An exploration of predicting GDP per capita from transit statistics with an interactive Shiny app and R package containing our full dataset (aggregation of 30 different datasets)
Our Shiny app can be found at the following link: https://jonah.shinyapps.io/test/
The dataset transit_qol_df
can be found in the gluskr
package we created for this project:
msa_id
Msa_id is a numeric code that uniquely identifies all metropolitan and micropolitan statistical geographic areas for which the Census Bureau tabulates data. This is identical to the census' 'GEOid.2'.
msa
The name of the area associated with a particular metropolitan or micropolitan statistical geographic areas.
pop_estimate_msa
The estimated population for the area delineated by a specific msa_id.
year
The year for which the data associated in that row was collected.

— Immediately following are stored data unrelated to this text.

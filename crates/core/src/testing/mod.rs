//! Testing utilities and mock implementations.
//!
//! Provides an in-memory hosting platform and catalog store so the whole
//! engine can be exercised without network access or disk.
//!
//! # Example
//!
//! ```rust,ignore
//! use sopreg_core::testing::{fixtures, MemoryCatalogStore, MockHostingPlatform};
//!
//! let platform = MockHostingPlatform::new();
//! platform
//!     .publish_package(REPO, &fixtures::manifest_toml(REPO, "http", "1.0.0"))
//!     .await;
//! platform.set_unreachable(OTHER_REPO).await;
//! ```

mod memory_catalog;
mod mock_hosting;

pub use memory_catalog::MemoryCatalogStore;
pub use mock_hosting::{MockHostingPlatform, RecordedFetch};

/// Test fixtures and helper functions.
pub mod fixtures {
    use serde_json::{json, Value};

    use crate::catalog::{Catalog, Entry};

    /// A complete manifest for `repository` whose entry file is `main.sop`.
    pub fn manifest_toml(repository: &str, name: &str, version: &str) -> String {
        format!(
            r#"[package]
name = "{name}"
version = "{version}"
status = "stable"
license = "MIT"
author = "someone"
repository = "{repository}"
entry = "main.sop"
"#
        )
    }

    /// The valid catalog entry that [`manifest_toml`] resolves to.
    pub fn entry(repository: &str, name: &str, version: &str) -> Entry {
        Entry {
            name: name.to_string(),
            version: version.to_string(),
            status: "stable".to_string(),
            license: "MIT".to_string(),
            author: "someone".to_string(),
            repository: repository.to_string(),
            entry: "main.sop".to_string(),
            valid: true,
            ..Entry::default()
        }
    }

    /// Catalog documents before and after appending a bare submission.
    pub fn submission_documents(existing: &Catalog, repository: &str) -> (Vec<u8>, Vec<u8>) {
        let before = json!(existing);
        let mut after = before.clone();
        if let Some(Value::Array(packages)) = after.get_mut("packages") {
            packages.push(json!({ "repository": repository }));
        }
        (
            before.to_string().into_bytes(),
            serde_json::to_vec_pretty(&after).unwrap_or_default(),
        )
    }
}
mod loader;
mod types;
mod validate;

pub use loader::{load_config, load_config_from_str};
pub use types::*;
pub use validate::validate_config;

use thiserror::Error;

#[derive(Debug, Error)]
pub enum ConfigError {
    #[error("Configuration file not found: {0}")]
    FileNotFound(String),

    #[error("Failed to parse configuration: {0}")]
    ParseError(String),

    #[error("Configuration validation failed: {0}")]
    ValidationError(String),
}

median_household_income_msa
Median household income is recorded in dollars. It refers to the income and benefits for a household in inflation-adjusted dollars. These data came from a table for each year, so the value was calculated in inflation-adjusted dollars for any given year.
percent_workers_commuting_by_public_transit_msa
A percentage of the number of workers who commuted by public transportation (which excludes taxicabs) divided by the total number of workers 16 years and older. Workers include members of the Armed Forces and civilians who were at work the week before the survey was given out.
percent_unemployed_msa
A percentage of the number of unemployed individuals in the civilian labor force who are counted in the population 16 years and older.
percent_no_insurance_msa
Percentage of the non institutionalized civilian population without health insurance coverage.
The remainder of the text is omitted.